(Dataset entries)
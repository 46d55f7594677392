//! # Polygon
//!
//! Planar polygon loop in 3D with half-space clipping, containment and
//! distance queries. Face loops of a polyhedron are viewed through this type.

use config::constants::approx_equal;
use serde::{Deserialize, Serialize};

use super::plane::{Classification, Plane};
use super::segment::LineSegment;
use super::triangle::Triangle;
use crate::core::vec3::{newell_normal, Vec3};

// =============================================================================
// POLYGON
// =============================================================================

/// A planar polygon with vertices in counter-clockwise order seen from the
/// side its normal points to.
#[derive(Debug, Clone, Default, PartialEq, Serialize, Deserialize)]
pub struct Polygon {
    vertices: Vec<Vec3>,
}

impl Polygon {
    /// Create polygon from its vertex loop.
    pub fn new(vertices: Vec<Vec3>) -> Self {
        Self { vertices }
    }

    /// Vertex loop.
    pub fn vertices(&self) -> &[Vec3] {
        &self.vertices
    }

    /// Number of vertices.
    pub fn len(&self) -> usize {
        self.vertices.len()
    }

    /// Returns true if the polygon has no vertices.
    pub fn is_empty(&self) -> bool {
        self.vertices.is_empty()
    }

    /// Unit normal by Newell's method, `None` for a degenerate loop.
    pub fn normal(&self) -> Option<Vec3> {
        newell_normal(&self.vertices).try_normalize()
    }

    /// Supporting plane through the loop's average point.
    pub fn plane(&self) -> Option<Plane> {
        let normal = self.normal()?;
        let n = self.vertices.len() as f64;
        let center = self.vertices.iter().copied().sum::<Vec3>() / n;
        Some(Plane::new(normal, -normal.dot(center)))
    }

    /// Polygon area.
    pub fn area(&self) -> f64 {
        0.5 * newell_normal(&self.vertices).length()
    }

    /// Boundary edges in loop order, closing edge last.
    pub fn edges(&self) -> Vec<LineSegment> {
        let n = self.vertices.len();
        (0..n)
            .map(|i| LineSegment::new(self.vertices[i], self.vertices[(i + 1) % n]))
            .collect()
    }

    /// Fan triangulation from the first vertex.
    pub fn triangulate(&self) -> Vec<Triangle> {
        if self.vertices.len() < 3 {
            return Vec::new();
        }
        let v0 = self.vertices[0];
        self.vertices
            .windows(2)
            .skip(1)
            .map(|w| Triangle::new(v0, w[0], w[1]))
            .collect()
    }

    /// Reverse the winding.
    pub fn flip(&self) -> Polygon {
        let mut vertices = self.vertices.clone();
        vertices.reverse();
        Polygon { vertices }
    }

    // =========================================================================
    // CLIPPING
    // =========================================================================

    /// Keep the part of the polygon on the back (inside) of `plane`.
    ///
    /// One Sutherland–Hodgman step: vertices not in front are kept and an
    /// intersection point is inserted wherever an edge crosses from front to
    /// back or back to front.
    pub fn clip_back(&self, plane: &Plane, tolerance: f64) -> Polygon {
        let n = self.vertices.len();
        let mut out = Vec::with_capacity(n + 1);

        for i in 0..n {
            let vi = self.vertices[i];
            let vj = self.vertices[(i + 1) % n];
            let ti = plane.classify_point(vi, tolerance);
            let tj = plane.classify_point(vj, tolerance);

            if ti != Classification::Front {
                out.push(vi);
            }

            if (ti == Classification::Front && tj == Classification::Back)
                || (ti == Classification::Back && tj == Classification::Front)
            {
                let di = plane.signed_distance(vi);
                let dj = plane.signed_distance(vj);
                let t = di / (di - dj);
                out.push(vi.lerp(vj, t));
            }
        }

        Polygon { vertices: out }
    }

    /// Drop consecutive vertices closer than `tolerance`, wrap-around included.
    pub fn remove_duplicates(&mut self, tolerance: f64) {
        self.vertices
            .dedup_by(|next, prev| (*next - *prev).length() <= tolerance);
        while self.vertices.len() > 1 {
            let first = self.vertices[0];
            let last = self.vertices[self.vertices.len() - 1];
            if (first - last).length() <= tolerance {
                self.vertices.pop();
            } else {
                break;
            }
        }
    }

    // =========================================================================
    // QUERIES
    // =========================================================================

    /// Returns true if `point` lies on the polygon (boundary included).
    pub fn contains_point(&self, point: Vec3, tolerance: f64) -> bool {
        let Some(plane) = self.plane() else {
            return self.edges().iter().any(|e| e.distance(point) <= tolerance);
        };
        if plane.distance(point) > tolerance {
            return false;
        }
        self.contains_projected(&plane, point)
            || self.edges().iter().any(|e| e.distance(point) <= tolerance)
    }

    /// Even-odd test of `point` projected into the polygon's plane.
    fn contains_projected(&self, plane: &Plane, point: Vec3) -> bool {
        let (u, v) = plane.basis();
        let to_2d = |p: Vec3| (p.dot(u), p.dot(v));
        let (px, py) = to_2d(point);

        let n = self.vertices.len();
        if n < 3 {
            return false;
        }
        let mut inside = false;
        let mut j = n - 1;
        for i in 0..n {
            let (xi, yi) = to_2d(self.vertices[i]);
            let (xj, yj) = to_2d(self.vertices[j]);
            if (yi > py) != (yj > py) {
                let x_cross = xi + (py - yi) * (xj - xi) / (yj - yi);
                if px < x_cross {
                    inside = !inside;
                }
            }
            j = i;
        }
        inside
    }

    /// Closest point on the polygon to `point`.
    pub fn closest_point(&self, point: Vec3) -> Vec3 {
        if let Some(plane) = self.plane() {
            let projected = plane.project(point);
            if self.contains_projected(&plane, projected) {
                return projected;
            }
        }
        self.closest_boundary_point(point)
    }

    fn closest_boundary_point(&self, point: Vec3) -> Vec3 {
        self.edges()
            .iter()
            .map(|e| e.closest_point(point).0)
            .min_by(|a, b| {
                (*a - point)
                    .length_squared()
                    .total_cmp(&(*b - point).length_squared())
            })
            .unwrap_or_else(|| self.vertices.first().copied().unwrap_or(point))
    }

    /// Distance from `point` to the polygon.
    pub fn distance(&self, point: Vec3) -> f64 {
        (self.closest_point(point) - point).length()
    }

    /// Closest points `(on_polygon, on_segment)` between polygon and segment.
    pub fn closest_point_to_segment(&self, segment: &LineSegment) -> (Vec3, Vec3) {
        if let Some(plane) = self.plane() {
            if let Some(t) = plane.intersect_line(segment.a, segment.dir()) {
                if (0.0..=1.0).contains(&t) {
                    let hit = segment.point_at(t);
                    if self.contains_projected(&plane, hit) {
                        return (hit, hit);
                    }
                }
            }
        }

        let mut best = (self.closest_point(segment.a), segment.a);
        let mut best_d = (best.0 - best.1).length_squared();
        let mut consider = |on_poly: Vec3, on_seg: Vec3| {
            let d = (on_poly - on_seg).length_squared();
            if d < best_d {
                best_d = d;
                best = (on_poly, on_seg);
            }
        };

        consider(self.closest_point(segment.b), segment.b);
        for edge in self.edges() {
            let (on_edge, on_seg) = edge.closest_points(segment);
            consider(on_edge, on_seg);
        }
        best
    }

    /// Returns true if `segment` touches the polygon.
    pub fn intersects_segment(&self, segment: &LineSegment, tolerance: f64) -> bool {
        let Some(plane) = self.plane() else {
            return false;
        };
        let da = plane.signed_distance(segment.a);
        let db = plane.signed_distance(segment.b);

        if da.abs() <= tolerance && db.abs() <= tolerance {
            // Coplanar: overlap with the interior or any boundary edge.
            return self.contains_point(segment.a, tolerance)
                || self.contains_point(segment.b, tolerance)
                || self
                    .edges()
                    .iter()
                    .any(|e| e.distance_to_segment(segment) <= tolerance);
        }
        if (da > tolerance && db > tolerance) || (da < -tolerance && db < -tolerance) {
            return false;
        }
        let t = if approx_equal(da, db) { 0.0 } else { da / (da - db) };
        self.contains_point(segment.point_at(t.clamp(0.0, 1.0)), tolerance)
    }

    /// Parameter where `segment` strictly crosses the polygon's interior.
    ///
    /// Endpoints within `tolerance` of the plane do not count as a crossing.
    pub fn crossing_parameter(&self, segment: &LineSegment, tolerance: f64) -> Option<f64> {
        let plane = self.plane()?;
        let da = plane.signed_distance(segment.a);
        let db = plane.signed_distance(segment.b);
        let strict = (da > tolerance && db < -tolerance) || (da < -tolerance && db > tolerance);
        if !strict {
            return None;
        }
        let t = da / (da - db);
        let hit = segment.point_at(t);
        let on_boundary = self.edges().iter().any(|e| e.distance(hit) <= tolerance);
        if !on_boundary && self.contains_projected(&plane, hit) {
            Some(t)
        } else {
            None
        }
    }
}

impl From<Vec<Vec3>> for Polygon {
    fn from(vertices: Vec<Vec3>) -> Self {
        Self::new(vertices)
    }
}

#[cfg(test)]
mod tests;
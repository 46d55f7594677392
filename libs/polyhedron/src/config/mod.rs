//! Kernel-level configuration helpers building on the shared `config` crate.
//!
//! Tolerance-sensitive queries have a `*_with` variant that accepts a
//! [`KernelConfig`] (or a bare tolerance), so tests can tune thresholds per
//! scenario without touching the constants.

use ::config::constants::{
    ConfigError, GlobalConfig, DISTANCE_TOLERANCE, SEED_POLYGON_EXTENT, VERTEX_WELD_EPSILON,
};

use crate::error::GeometryError;

/// Geometry kernel configuration wrapper.
///
/// # Examples
/// ```
/// use polyhedron_kernel::KernelConfig;
/// let cfg = KernelConfig::default();
/// assert!(cfg.tolerance > 0.0);
/// ```
#[derive(Debug, Clone, Copy, PartialEq)]
pub struct KernelConfig {
    /// Distance tolerance for sidedness and containment.
    pub tolerance: f64,
    /// Distance under which materialized vertices are welded.
    pub weld_tolerance: f64,
    /// Half-extent of the seed square used during materialization.
    pub seed_extent: f64,
}

impl KernelConfig {
    /// Creates a new configuration from explicit values.
    ///
    /// # Examples
    /// ```
    /// use polyhedron_kernel::KernelConfig;
    /// let cfg = KernelConfig::new(1.0e-5, 1.0e-5, 1.0e4).unwrap();
    /// assert_eq!(cfg.seed_extent, 1.0e4);
    /// ```
    pub fn new(
        tolerance: f64,
        weld_tolerance: f64,
        seed_extent: f64,
    ) -> Result<Self, KernelConfigError> {
        GlobalConfig::new(tolerance, weld_tolerance, seed_extent)
            .map(Self::from)
            .map_err(KernelConfigError)
    }

    /// Returns a copy with a different distance tolerance.
    pub fn with_tolerance(self, tolerance: f64) -> Result<Self, KernelConfigError> {
        Self::new(tolerance, self.weld_tolerance, self.seed_extent)
    }
}

impl Default for KernelConfig {
    fn default() -> Self {
        Self {
            tolerance: DISTANCE_TOLERANCE,
            weld_tolerance: VERTEX_WELD_EPSILON,
            seed_extent: SEED_POLYGON_EXTENT,
        }
    }
}

impl From<GlobalConfig> for KernelConfig {
    fn from(cfg: GlobalConfig) -> Self {
        Self {
            tolerance: cfg.tolerance,
            weld_tolerance: cfg.weld_tolerance,
            seed_extent: cfg.seed_extent,
        }
    }
}

/// Error wrapper for invalid kernel configuration.
#[derive(Debug, PartialEq)]
pub struct KernelConfigError(ConfigError);

impl std::fmt::Display for KernelConfigError {
    fn fmt(&self, f: &mut std::fmt::Formatter<'_>) -> std::fmt::Result {
        self.0.fmt(f)
    }
}

impl std::error::Error for KernelConfigError {}

impl From<KernelConfigError> for GeometryError {
    fn from(err: KernelConfigError) -> Self {
        GeometryError::InvalidConfig(err.to_string())
    }
}

#[cfg(test)]
mod tests;
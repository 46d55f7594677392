//! Edge topology and structural predicates.

use std::collections::{BTreeSet, HashMap};

use config::constants::DISTANCE_TOLERANCE;

use super::Polyhedron;
use crate::primitives::LineSegment;

impl Polyhedron {
    /// Unique undirected edges as sorted `(min, max)` index pairs.
    pub fn edge_indices(&self) -> Vec<(usize, usize)> {
        let edges: BTreeSet<(usize, usize)> = self
            .faces
            .iter()
            .flat_map(|f| f.directed_edges())
            .filter(|(a, b)| a != b)
            .map(|(a, b)| (a.min(b), a.max(b)))
            .collect();
        edges.into_iter().collect()
    }

    /// Number of unique undirected edges.
    pub fn num_edges(&self) -> usize {
        self.edge_indices().len()
    }

    /// Unique edges as segments, in [`Polyhedron::edge_indices`] order.
    pub fn edges(&self) -> Vec<LineSegment> {
        self.edge_indices()
            .into_iter()
            .map(|(a, b)| LineSegment::new(self.vertices[a], self.vertices[b]))
            .collect()
    }

    /// Edge `index` in [`Polyhedron::edge_indices`] order, `None` past the end.
    pub fn edge(&self, index: usize) -> Option<LineSegment> {
        self.edge_indices()
            .get(index)
            .map(|&(a, b)| LineSegment::new(self.vertices[a], self.vertices[b]))
    }

    /// Returns true if every directed edge appears exactly once and is
    /// matched by exactly one reversed edge.
    ///
    /// This is a quick watertightness check, not a full manifold test.
    pub fn is_closed(&self) -> bool {
        if self.faces.is_empty() {
            return false;
        }
        let mut count: HashMap<(usize, usize), usize> = HashMap::new();
        for edge in self.faces.iter().flat_map(|f| f.directed_edges()) {
            *count.entry(edge).or_insert(0) += 1;
        }
        count
            .iter()
            .all(|(&(a, b), &n)| n == 1 && count.get(&(b, a)) == Some(&1))
    }

    /// Returns true if no vertex lies in front of any face plane.
    pub fn is_convex(&self) -> bool {
        self.is_convex_with(DISTANCE_TOLERANCE)
    }

    /// Convexity test with an explicit tolerance.
    pub fn is_convex_with(&self, tolerance: f64) -> bool {
        (0..self.faces.len()).all(|i| match self.face_plane(i) {
            Some(plane) => self
                .vertices
                .iter()
                .all(|&v| plane.signed_distance(v) <= tolerance),
            None => true,
        })
    }

    /// Returns true if `V - E + F == 2`.
    pub fn euler_formula_holds(&self) -> bool {
        let v = self.vertices.len() as i64;
        let e = self.num_edges() as i64;
        let f = self.faces.len() as i64;
        v - e + f == 2
    }

    /// Returns true if both describe the same solid up to vertex order, face
    /// order and the starting corner of each face loop.
    pub fn set_equals(&self, other: &Polyhedron, tolerance: f64) -> bool {
        if self.vertices.len() != other.vertices.len() || self.faces.len() != other.faces.len() {
            return false;
        }

        // Vertex bijection self -> other.
        let mut mapping = Vec::with_capacity(self.vertices.len());
        let mut taken = vec![false; other.vertices.len()];
        for v in &self.vertices {
            let found = other
                .vertices
                .iter()
                .enumerate()
                .position(|(j, w)| !taken[j] && (*v - *w).length() <= tolerance);
            match found {
                Some(j) => {
                    taken[j] = true;
                    mapping.push(j);
                }
                None => return false,
            }
        }

        let mut used = vec![false; other.faces.len()];
        for face in &self.faces {
            let mapped: Vec<usize> = face.indices.iter().map(|&i| mapping[i]).collect();
            let matched = other.faces.iter().enumerate().position(|(j, f)| {
                !used[j] && is_rotation(&mapped, &f.indices)
            });
            match matched {
                Some(j) => used[j] = true,
                None => return false,
            }
        }
        true
    }
}

/// Returns true if `b` is a cyclic rotation of `a`.
fn is_rotation(a: &[usize], b: &[usize]) -> bool {
    if a.len() != b.len() {
        return false;
    }
    if a.is_empty() {
        return true;
    }
    b.iter()
        .enumerate()
        .filter(|&(_, &x)| x == a[0])
        .any(|(start, _)| (0..a.len()).all(|k| a[k] == b[(start + k) % b.len()]))
}
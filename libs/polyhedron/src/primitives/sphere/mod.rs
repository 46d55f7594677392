//! # Sphere

use config::constants::DISTANCE_TOLERANCE;
use serde::{Deserialize, Serialize};

use crate::core::vec3::Vec3;

/// Solid ball of `radius` around `center`.
#[derive(Debug, Clone, Copy, PartialEq, Serialize, Deserialize)]
pub struct Sphere {
    /// Center point.
    pub center: Vec3,
    /// Radius, never negative.
    pub radius: f64,
}

impl Sphere {
    /// Create sphere; a negative radius is taken by magnitude.
    pub fn new(center: Vec3, radius: f64) -> Self {
        Self {
            center,
            radius: radius.abs(),
        }
    }

    /// Returns true if `point` is inside or within tolerance of the sphere.
    pub fn contains_point(&self, point: Vec3) -> bool {
        point.distance(self.center) <= self.radius + DISTANCE_TOLERANCE
    }

    /// Closest point of the solid ball to `point`.
    pub fn closest_point(&self, point: Vec3) -> Vec3 {
        let d = point - self.center;
        let len = d.length();
        if len <= self.radius {
            point
        } else {
            self.center + d * (self.radius / len)
        }
    }

    /// Distance from `point` to the ball, zero inside.
    pub fn distance(&self, point: Vec3) -> f64 {
        (point.distance(self.center) - self.radius).max(0.0)
    }

    /// Returns true if both spheres overlap.
    pub fn intersects_sphere(&self, other: &Sphere) -> bool {
        self.center.distance(other.center) <= self.radius + other.radius + DISTANCE_TOLERANCE
    }
}
//! Intersection predicates.
//!
//! Touching counts as intersecting; all tests share [`DISTANCE_TOLERANCE`].

use config::constants::{approx_zero, DISTANCE_TOLERANCE, EPSILON};

use super::Polyhedron;
use crate::core::vec3::Vec3;
use crate::primitives::{Aabb, Line, LineSegment, Obb, Plane, Polygon, Ray, Sphere, Triangle};

impl Polyhedron {
    // =========================================================================
    // LINEAR PRIMITIVES
    // =========================================================================

    /// Returns true if the segment touches the solid.
    pub fn intersects_segment(&self, segment: &LineSegment) -> bool {
        self.contains(segment.a)
            || self.contains(segment.b)
            || (0..self.faces.len()).any(|i| {
                self.face_polygon(i)
                    .intersects_segment(segment, DISTANCE_TOLERANCE)
            })
    }

    /// Returns true if the infinite line touches the solid.
    pub fn intersects_line(&self, line: &Line) -> bool {
        self.hits_face_along(line.pos, line.dir, f64::NEG_INFINITY)
    }

    /// Returns true if the ray touches the solid.
    pub fn intersects_ray(&self, ray: &Ray) -> bool {
        self.contains(ray.pos) || self.hits_face_along(ray.pos, ray.dir, 0.0)
    }

    /// Returns true if `pos + t·dir` meets a face for some `t >= t_min`.
    fn hits_face_along(&self, pos: Vec3, dir: Vec3, t_min: f64) -> bool {
        (0..self.faces.len()).any(|i| {
            let polygon = self.face_polygon(i);
            let Some(plane) = polygon.plane() else {
                return false;
            };
            match plane.intersect_line(pos, dir) {
                Some(t) => {
                    t >= t_min - DISTANCE_TOLERANCE
                        && polygon.contains_point(pos + dir * t.max(t_min), DISTANCE_TOLERANCE)
                }
                // Parallel: only a line lying in the face plane can touch it.
                None => {
                    plane.distance(pos) <= DISTANCE_TOLERANCE
                        && Self::span_over(&polygon, pos, dir, t_min)
                            .is_some_and(|span| polygon.intersects_segment(&span, DISTANCE_TOLERANCE))
                }
            }
        })
    }

    /// Part of `pos + t·dir`, `t >= t_min`, covering the projection of `polygon`.
    fn span_over(polygon: &Polygon, pos: Vec3, dir: Vec3, t_min: f64) -> Option<LineSegment> {
        let len_sq = dir.length_squared();
        if len_sq < EPSILON * EPSILON {
            return None;
        }
        let (lo, hi) = polygon
            .vertices()
            .iter()
            .map(|&v| (v - pos).dot(dir) / len_sq)
            .fold((f64::INFINITY, f64::NEG_INFINITY), |(lo, hi), t| {
                (lo.min(t), hi.max(t))
            });
        let lo = lo.max(t_min);
        if lo > hi {
            return None;
        }
        Some(LineSegment::new(pos + dir * lo, pos + dir * hi))
    }

    /// Segment test for a convex polyhedron by clipping against face planes.
    pub fn intersects_convex_segment(&self, segment: &LineSegment) -> bool {
        self.clip_parametric(segment.a, segment.dir(), 0.0, 1.0)
    }

    /// Line test for a convex polyhedron by clipping against face planes.
    pub fn intersects_convex_line(&self, line: &Line) -> bool {
        self.clip_parametric(line.pos, line.dir, f64::NEG_INFINITY, f64::INFINITY)
    }

    /// Ray test for a convex polyhedron by clipping against face planes.
    pub fn intersects_convex_ray(&self, ray: &Ray) -> bool {
        self.clip_parametric(ray.pos, ray.dir, 0.0, f64::INFINITY)
    }

    /// Cyrus–Beck: shrink `[t_min, t_max]` by every face half-space.
    fn clip_parametric(&self, pos: Vec3, dir: Vec3, mut t_min: f64, mut t_max: f64) -> bool {
        if self.faces.is_empty() {
            return false;
        }
        for plane in self.face_planes() {
            let denom = plane.normal.dot(dir);
            let dist = plane.signed_distance(pos) - DISTANCE_TOLERANCE;
            if approx_zero(denom) {
                if dist > 0.0 {
                    return false;
                }
                continue;
            }
            let t = -dist / denom;
            if denom < 0.0 {
                t_min = t_min.max(t);
            } else {
                t_max = t_max.min(t);
            }
            if t_min > t_max {
                return false;
            }
        }
        true
    }

    /// Returns true if vertices lie on both sides of `plane` or touch it.
    pub fn intersects_plane(&self, plane: &Plane) -> bool {
        if self.vertices.is_empty() {
            return false;
        }
        let (lo, hi) = self
            .vertices
            .iter()
            .map(|&v| plane.signed_distance(v))
            .fold((f64::INFINITY, f64::NEG_INFINITY), |(lo, hi), d| {
                (lo.min(d), hi.max(d))
            });
        lo <= DISTANCE_TOLERANCE && hi >= -DISTANCE_TOLERANCE
    }

    // =========================================================================
    // SOLIDS AND SURFACES
    // =========================================================================

    /// Returns true if the two solids touch.
    ///
    /// Convex pairs use the separating-axis test; otherwise vertex
    /// containment and edge-face crossings are checked both ways.
    pub fn intersects_polyhedron(&self, other: &Polyhedron) -> bool {
        if self.faces.is_empty() || other.faces.is_empty() {
            return false;
        }
        if self.is_convex() && other.is_convex() {
            return self.sat_intersects(other);
        }
        other.vertices.iter().any(|&v| self.contains(v))
            || self.vertices.iter().any(|&v| other.contains(v))
            || other.edges().iter().any(|e| self.edge_touches_faces(e))
            || self.edges().iter().any(|e| other.edge_touches_faces(e))
    }

    fn edge_touches_faces(&self, edge: &LineSegment) -> bool {
        (0..self.faces.len()).any(|i| {
            self.face_polygon(i)
                .intersects_segment(edge, DISTANCE_TOLERANCE)
        })
    }

    fn sat_intersects(&self, other: &Polyhedron) -> bool {
        let mut axes: Vec<Vec3> = self
            .face_planes()
            .into_iter()
            .chain(other.face_planes())
            .map(|p| p.normal)
            .collect();
        let own_edges = self.edges();
        let other_edges = other.edges();
        for a in &own_edges {
            for b in &other_edges {
                if let Some(axis) = a.dir().cross(b.dir()).try_normalize() {
                    axes.push(axis);
                }
            }
        }
        axes.iter().all(|&axis| {
            let (a_lo, a_hi) = self.project_onto(axis);
            let (b_lo, b_hi) = other.project_onto(axis);
            a_hi >= b_lo - DISTANCE_TOLERANCE && b_hi >= a_lo - DISTANCE_TOLERANCE
        })
    }

    /// Interval `[min, max]` of the vertices projected on `axis`.
    fn project_onto(&self, axis: Vec3) -> (f64, f64) {
        let support = |dir: Vec3| {
            self.extreme_vertex(dir)
                .map_or(0.0, |i| self.vertices[i].dot(axis))
        };
        (support(-axis), support(axis))
    }

    /// Returns true if the box touches the solid.
    pub fn intersects_aabb(&self, aabb: &Aabb) -> bool {
        self.intersects_polyhedron(&aabb.to_polyhedron())
    }

    /// Returns true if the oriented box touches the solid.
    pub fn intersects_obb(&self, obb: &Obb) -> bool {
        self.intersects_polyhedron(&obb.to_polyhedron())
    }

    /// Returns true if the triangle touches the solid.
    pub fn intersects_triangle(&self, triangle: &Triangle) -> bool {
        self.intersects_polygon(&Polygon::new(triangle.vertices().to_vec()))
    }

    /// Returns true if the planar polygon touches the solid.
    pub fn intersects_polygon(&self, polygon: &Polygon) -> bool {
        if self.faces.is_empty() || polygon.is_empty() {
            return false;
        }
        polygon.vertices().iter().any(|&v| self.contains(v))
            || polygon.edges().iter().any(|e| self.edge_touches_faces(e))
            || self
                .edges()
                .iter()
                .any(|e| polygon.intersects_segment(e, DISTANCE_TOLERANCE))
    }

    /// Returns true if the sphere touches the solid.
    pub fn intersects_sphere(&self, sphere: &Sphere) -> bool {
        !self.faces.is_empty() && self.distance(sphere.center) <= sphere.radius + DISTANCE_TOLERANCE
    }
}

PROMPT:
Your answer should be each line from the entries that includes the string "None".

EXERCISE OUTPUT:
    /// Unit normal by Newell's method, `None` for a degenerate loop.
            return None;
            None
    /// Edge `index` in [`Polyhedron::edge_indices`] order, `None` past the end.
            None => true,
                None => return false,
                None => return false,
                None => {
            return None;
            return None;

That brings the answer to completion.